Shahid Afridi Biography
Shahid Afridi’s career remains one of unadulterated joy. Purists would probably scoff at his approach towards batting, but when his unconventional battering came along, the big hits have been executed with almost ridiculous ease. Afridi holds the record for most sixes across formats by the proverbial mile.
The feature that stands out even more than that statistic is his approach towards batting: never one to bother for the quality of the bowling or the condition of the pitch, Afridi’s trademark stroke was the one that went straight in the air — with his right leg up in the air, bent from the knee. Trust him to hit a 12 in an exhibition match.
There may be arguments that Afridi was a better bowler than batsman, and his rise through the ranks among the top wicket-takers only bears testimony to the fact. His flat leg-breaks are deceptively effective, and the faster one he sends down every now and then is often too deceptive to pick, even for the wicket-keeper. Once he hit the timber he breaks into that trademark celebration his — legs apart, hands stretched, like a giant human X.

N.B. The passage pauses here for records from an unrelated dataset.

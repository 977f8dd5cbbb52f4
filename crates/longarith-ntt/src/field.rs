//! Prime-field parameters and arithmetic for the number-theoretic transform.
//!
//! A field is described by a prime modulus `p`, a primitive `2^K`-th root of
//! unity and its inverse. Transforms of any length `2^k` with `k <= K` use
//! the principal root `root^(2^(K-k))`.

use num_bigint::BigUint;
use num_integer::Integer;
use num_traits::One;

use longarith_core::ArithError;

/// Modulus/root configuration for one NTT-friendly prime.
#[derive(Debug, Clone, Copy, PartialEq, Eq, Hash)]
pub struct NttParams {
    /// Prime modulus, below `2^63`.
    pub modulus: u64,
    /// Primitive `2^max_log`-th root of unity.
    pub root: u64,
    /// `root^-1 mod modulus`.
    pub root_inv: u64,
    /// Largest supported transform length exponent `K`.
    pub max_log: u32,
}

impl NttParams {
    /// `p = 29·2^57 + 1` with root `3^29`. Transforms up to `2^57` points.
    pub const DEFAULT: NttParams = NttParams {
        modulus: 4_179_340_454_199_820_289,
        root: 68_630_377_364_883,
        root_inv: 182_099_332_568_824_125,
        max_log: 57,
    };

    /// `p = 119·2^23 + 1` with root `3^119`. Transforms up to `2^23` points.
    pub const SMALL: NttParams = NttParams {
        modulus: 998_244_353,
        root: 15_311_432,
        root_inv: 469_870_224,
        max_log: 23,
    };

    /// The same prime with the root reduced to order `2^max_log`.
    pub fn restricted(&self, max_log: u32) -> Result<Self, ArithError> {
        let root = self.principal_root(max_log, false)?;
        let root_inv = self.principal_root(max_log, true)?;
        Ok(Self {
            modulus: self.modulus,
            root,
            root_inv,
            max_log,
        })
    }

    /// Check the root-of-unity invariants with arbitrary-precision arithmetic.
    ///
    /// `root^(2^K) = 1`, `root^(2^(K-1)) != 1` and `root * root_inv = 1`.
    #[must_use]
    pub fn verify(&self) -> bool {
        if self.modulus < 2 || self.max_log >= 64 {
            return false;
        }
        let p = BigUint::from(self.modulus);
        let root = BigUint::from(self.root);
        let one = BigUint::one();
        let order = BigUint::one() << self.max_log;

        let full_cycle = root.modpow(&order, &p) == one;
        let primitive = self.max_log == 0 || root.modpow(&(&order >> 1u32), &p) != one;
        let inverse = (&root * BigUint::from(self.root_inv)) % &p == one;
        full_cycle && primitive && inverse
    }

    #[inline]
    #[must_use]
    pub fn add(&self, a: u64, b: u64) -> u64 {
        let s = a + b;
        if s >= self.modulus {
            s - self.modulus
        } else {
            s
        }
    }

    #[inline]
    #[must_use]
    pub fn sub(&self, a: u64, b: u64) -> u64 {
        if a >= b {
            a - b
        } else {
            a + self.modulus - b
        }
    }

    #[inline]
    #[must_use]
    #[allow(clippy::cast_possible_truncation)]
    pub fn mul(&self, a: u64, b: u64) -> u64 {
        ((u128::from(a) * u128::from(b)) % u128::from(self.modulus)) as u64
    }

    /// `a^exp mod p` by square-and-multiply.
    #[must_use]
    pub fn pow(&self, a: u64, mut exp: u64) -> u64 {
        let mut acc = 1 % self.modulus;
        let mut square = a % self.modulus;
        while exp > 0 {
            if exp & 1 == 1 {
                acc = self.mul(acc, square);
            }
            square = self.mul(square, square);
            exp >>= 1;
        }
        acc
    }

    /// Multiplicative inverse, or `None` when `a` shares a factor with `p`.
    #[must_use]
    #[allow(clippy::cast_possible_truncation, clippy::cast_sign_loss)]
    pub fn inv(&self, a: u64) -> Option<u64> {
        let m = i128::from(self.modulus);
        let egcd = i128::from(a % self.modulus).extended_gcd(&m);
        if egcd.gcd != 1 {
            return None;
        }
        Some(egcd.x.rem_euclid(m) as u64)
    }

    /// Principal `2^log_len`-th root of unity, or its inverse.
    pub fn principal_root(&self, log_len: u32, inverse: bool) -> Result<u64, ArithError> {
        if log_len > self.max_log {
            return Err(ArithError::NttCapacityExceeded {
                required_log: log_len,
                max_log: self.max_log,
            });
        }
        let generator = if inverse { self.root_inv } else { self.root };
        // root^(2^(K - log_len)) by repeated squaring
        let mut w = generator;
        for _ in log_len..self.max_log {
            w = self.mul(w, w);
        }
        Ok(w)
    }
}

impl Default for NttParams {
    fn default() -> Self {
        Self::DEFAULT
    }
}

Despite the lack of faith the selectors have shown in him, Afridi has decent Test records with the potential to change a match with either batting or bowling. Had he been handled better, his Test caps would certainly have gone past 27 across his multiple retirements and comebacks.
However, it is his batting that sets him apart from the rest: he had held the record for the fastest One-Day International century for over a decade-and-a-half, and had bludgeoned his way to several fifties below the 20-ball mark. He also became the first cricketer to reach the 1,000 run-50 wicket double in T20 Internationals — the format he would surely have ruled had he been a decade younger.